-- Problem to work on --
What you give back should be exactly the opening lines of the data, ending with the line that contains "1 FROM friendships" and including it.

(Dataset items)
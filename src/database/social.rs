//! The social graph: friend search, requests, and the friendship relation.
//!
//! Friendships are stored as two directed rows inserted in the same
//! transaction, so the symmetric invariant ("if A has B, B has A") holds at
//! every commit point. There is no partially-accepted state to repair.

use sqlx::{Postgres, Transaction};

use super::models::{FriendProfile, PublicProfile};
use super::DbPool;
use crate::error::ApiError;
use crate::game::social::{resolve_request, RelationState, RequestOutcome};

/// Escapes LIKE metacharacters so a search term only ever matches literally.
/// Without this, a query of `%` or `_` pattern-matches against every username.
fn escape_like(term: &str) -> String {
    let mut escaped = String::with_capacity(term.len());
    for c in term.chars() {
        if matches!(c, '\\' | '%' | '_') {
            escaped.push('\\');
        }
        escaped.push(c);
    }
    escaped
}

/// Case-insensitive substring search on username, excluding the requester.
pub async fn search_users(
    pool: &DbPool,
    requester_id: i64,
    query: &str,
) -> Result<Vec<PublicProfile>, ApiError> {
    let users = sqlx::query_as::<_, PublicProfile>(
        "SELECT user_id, username, current_rank, avatar_id FROM users \
         WHERE username ILIKE '%' || $1 || '%' AND user_id <> $2 \
         ORDER BY username",
    )
    .bind(escape_like(query))
    .bind(requester_id)
    .fetch_all(pool)
    .await?;
    Ok(users)
}

async fn relation_state(
    tx: &mut Transaction<'_, Postgres>,
    sender_id: i64,
    target_id: i64,
) -> Result<RelationState, ApiError> {
    let (already_friends,): (bool,) = sqlx::query_as(
        "SELECT EXISTS (SELECT 1 FROM friendships WHERE user_id = $1 AND friend_id = $2)",
    )
    .bind(sender_id)
    .bind(target_id)
    .fetch_one(&mut **tx)
    .await?;
    let (request_pending,): (bool,) = sqlx::query_as(
        "SELECT EXISTS (SELECT 1 FROM friend_requests WHERE sender_id = $1 AND recipient_id = $2)",
    )
    .bind(sender_id)
    .bind(target_id)
    .fetch_one(&mut **tx)
    .await?;
    let (reverse_pending,): (bool,) = sqlx::query_as(
        "SELECT EXISTS (SELECT 1 FROM friend_requests WHERE sender_id = $1 AND recipient_id = $2)",
    )
    .bind(target_id)
    .bind(sender_id)
    .fetch_one(&mut **tx)
    .await?;
    Ok(RelationState {
        already_friends,
        request_pending,
        reverse_pending,
    })
}

async fn insert_friendship(
    tx: &mut Transaction<'_, Postgres>,
    a: i64,
    b: i64,
) -> Result<(), ApiError> {
    sqlx::query(
        "INSERT INTO friendships (user_id, friend_id) VALUES ($1, $2), ($2, $1) \
         ON CONFLICT DO NOTHING",
    )
    .bind(a)
    .bind(b)
    .execute(&mut **tx)
    .await?;
    Ok(())
}

/// Sends a friend request, auto-accepting when the reverse request is already
/// pending. The whole lifecycle step is one transaction.
pub async fn send_request(
    pool: &DbPool,
    sender_id: i64,
    target_id: i64,
) -> Result<RequestOutcome, ApiError> {
    let mut tx = pool.begin().await?;

    let target: Option<(i64,)> = sqlx::query_as("SELECT user_id FROM users WHERE user_id = $1")
        .bind(target_id)
        .fetch_optional(&mut *tx)
        .await?;
    if target.is_none() {
        return Err(ApiError::NotFound("Target user not found.".to_string()));
    }

    let state = relation_state(&mut tx, sender_id, target_id).await?;
    let outcome = resolve_request(sender_id, target_id, state)?;

    match outcome {
        RequestOutcome::Pending => {
            sqlx::query(
                "INSERT INTO friend_requests (sender_id, recipient_id) VALUES ($1, $2) \
                 ON CONFLICT DO NOTHING",
            )
            .bind(sender_id)
            .bind(target_id)
            .execute(&mut *tx)
            .await?;
        }
        RequestOutcome::MutualAccept => {
            sqlx::query("DELETE FROM friend_requests WHERE sender_id = $1 AND recipient_id = $2")
                .bind(target_id)
                .bind(sender_id)
                .execute(&mut *tx)
                .await?;
            insert_friendship(&mut tx, sender_id, target_id).await?;
        }
    }

    tx.commit().await?;
    Ok(outcome)
}

/// Accepts a pending request: consumes the pending row and inserts both sides
/// of the friendship in one transaction.
pub async fn accept_request(
    pool: &DbPool,
    acceptor_id: i64,
    sender_id: i64,
) -> Result<(), ApiError> {
    let mut tx = pool.begin().await?;

    let res = sqlx::query("DELETE FROM friend_requests WHERE sender_id = $1 AND recipient_id = $2")
        .bind(sender_id)
        .bind(acceptor_id)
        .execute(&mut *tx)
        .await?;
    if res.rows_affected() == 0 {
        return Err(ApiError::NotFound(
            "No pending request from that user.".to_string(),
        ));
    }

    insert_friendship(&mut tx, acceptor_id, sender_id).await?;
    tx.commit().await?;
    Ok(())
}

/// Friends expanded with profile fields, ordered by username.
pub async fn get_friends(pool: &DbPool, user_id: i64) -> Result<Vec<FriendProfile>, ApiError> {
    let friends = sqlx::query_as::<_, FriendProfile>(
        "SELECT u.user_id, u.username, u.current_rank, u.avatar_id, u.xp, u.green_points \
         FROM friendships f JOIN users u ON u.user_id = f.friend_id \
         WHERE f.user_id = $1 ORDER BY u.username",
    )
    .bind(user_id)
    .fetch_all(pool)
    .await?;
    Ok(friends)
}

/// Pending incoming requests, oldest first.
pub async fn get_pending_requests(
    pool: &DbPool,
    user_id: i64,
) -> Result<Vec<PublicProfile>, ApiError> {
    let requests = sqlx::query_as::<_, PublicProfile>(
        "SELECT u.user_id, u.username, u.current_rank, u.avatar_id \
         FROM friend_requests r JOIN users u ON u.user_id = r.sender_id \
         WHERE r.recipient_id = $1 ORDER BY r.created_at",
    )
    .bind(user_id)
    .fetch_all(pool)
    .await?;
    Ok(requests)
}

#[cfg(test)]
mod tests {
    use super::escape_like;

    #[test]
    fn plain_terms_pass_through() {
        assert_eq!(escape_like("fern"), "fern");
        assert_eq!(escape_like(""), "");
    }

    #[test]
    fn wildcards_are_neutralized() {
        assert_eq!(escape_like("%"), "\\%");
        assert_eq!(escape_like("a_b"), "a\\_b");
        assert_eq!(escape_like("100%_sure"), "100\\%\\_sure");
    }

    #[test]
    fn backslash_is_escaped_too() {
        assert_eq!(escape_like("\\"), "\\\\");
        assert_eq!(escape_like("\\%"), "\\\\\\%");
    }
}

-- Response to the task --
filename src/database/social.rs
//! The social graph: friend search, requests, and the friendship relation.
//!
//! Friendships are stored as two directed rows inserted in the same
//! transaction, so the symmetric invariant ("if A has B, B has A") holds at
//! every commit point. There is no partially-accepted state to repair.

use sqlx::{Postgres, Transaction};

use super::models::{FriendProfile, PublicProfile};
use super::DbPool;
use crate::error::ApiError;
use crate::game::social::{resolve_request, RelationState, RequestOutcome};

/// Escapes LIKE metacharacters so a search term only ever matches literally.
/// Without this, a query of `%` or `_` pattern-matches against every username.
fn escape_like(term: &str) -> String {
    let mut escaped = String::with_capacity(term.len());
    for c in term.chars() {
        if matches!(c, '\\' | '%' | '_') {
            escaped.push('\\');
        }
        escaped.push(c);
    }
    escaped
}

/// Case-insensitive substring search on username, excluding the requester.
pub async fn search_users(
    pool: &DbPool,
    requester_id: i64,
    query: &str,
) -> Result<Vec<PublicProfile>, ApiError> {
    let users = sqlx::query_as::<_, PublicProfile>(
        "SELECT user_id, username, current_rank, avatar_id FROM users \
         WHERE username ILIKE '%' || $1 || '%' AND user_id <> $2 \
         ORDER BY username",
    )
    .bind(escape_like(query))
    .bind(requester_id)
    .fetch_all(pool)
    .await?;
    Ok(users)
}

async fn relation_state(
    tx: &mut Transaction<'_, Postgres>,
    sender_id: i64,
    target_id: i64,
) -> Result<RelationState, ApiError> {
    let (already_friends,): (bool,) = sqlx::query_as(
        "SELECT EXISTS (SELECT 1 FROM friendships WHERE user_id = $1 AND friend_id = $2)",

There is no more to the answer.